- **Stored data entries**:
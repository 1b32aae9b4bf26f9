//! Collecting parser - push chunks, then finalize into one result.

use serde::Serialize;

use crate::config::ParserConfig;
use crate::error::CsvError;
use crate::observer::ParseObserver;
use crate::row::Row;

use super::RowParser;

/// Everything a finished parse produced.
#[derive(Debug, Clone, PartialEq, Default, Serialize)]
pub struct ParseResult {
    /// Data rows in input order.
    pub rows: Vec<Row>,
    /// The header row, verbatim.
    pub headers: Vec<String>,
    /// Number of data rows.
    pub count: usize,
}

/// Incremental parser that buffers every row until [`CsvParser::finalize`].
///
/// This is a convenience wrapper over [`RowParser`] for callers that want the
/// whole result at once. `finalize` consumes the parser, so it cannot be fed
/// again afterwards.
///
/// # Example
///
/// ```
/// use csvrows::{CsvParser, ParserConfig, Value};
///
/// let mut parser = CsvParser::new(ParserConfig::default())?;
/// parser.feed_chunk("a,b,c\n1,2,3\n")?;
/// parser.feed_chunk("4,5,6\n")?;
///
/// let result = parser.finalize()?;
/// assert_eq!(result.headers, ["a", "b", "c"]);
/// assert_eq!(result.count, 2);
/// assert_eq!(result.rows[1].get("c"), Some(&Value::Number(6.0)));
/// # Ok::<(), csvrows::CsvError>(())
/// ```
#[derive(Debug)]
pub struct CsvParser {
    inner: RowParser,
    rows: Vec<Row>,
}

impl CsvParser {
    /// Creates a new parser.
    ///
    /// # Errors
    ///
    /// Returns [`CsvError::InvalidConfig`] if the configuration is invalid.
    pub fn new(config: ParserConfig) -> Result<Self, CsvError> {
        Ok(Self {
            inner: RowParser::new(config)?,
            rows: Vec::new(),
        })
    }

    /// Attaches a diagnostic observer.
    pub fn with_observer(mut self, observer: impl ParseObserver + 'static) -> Self {
        self.inner = self.inner.with_observer(observer);
        self
    }

    /// Feeds the next chunk of raw bytes.
    pub fn feed_chunk(&mut self, chunk: impl AsRef<[u8]>) -> Result<(), CsvError> {
        let rows = &mut self.rows;
        self.inner.push_with(chunk.as_ref(), |row| rows.push(row))
    }

    /// Returns the header row once it has been read.
    pub fn headers(&self) -> Option<&[String]> {
        self.inner.headers()
    }

    /// Returns the number of rows collected so far.
    pub fn count(&self) -> usize {
        self.rows.len()
    }

    /// Ends the input and returns the collected result.
    ///
    /// # Errors
    ///
    /// Any error [`RowParser::finish`] can return. No partial result is
    /// returned on error.
    pub fn finalize(mut self) -> Result<ParseResult, CsvError> {
        if let Some(row) = self.inner.finish()? {
            self.rows.push(row);
        }

        let headers = self.inner.into_headers().unwrap_or_default();
        let count = self.rows.len();
        Ok(ParseResult {
            rows: self.rows,
            headers,
            count,
        })
    }
}

impl Default for CsvParser {
    fn default() -> Self {
        Self {
            inner: RowParser::default(),
            rows: Vec::new(),
        }
    }
}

- **Required action**: Return the lines of the records that include the string "observer".

- **Answer**:
use crate::observer::ParseObserver;
    /// Attaches a diagnostic observer.
    pub fn with_observer(mut self, observer: impl ParseObserver + 'static) -> Self {
        self.inner = self.inner.with_observer(observer);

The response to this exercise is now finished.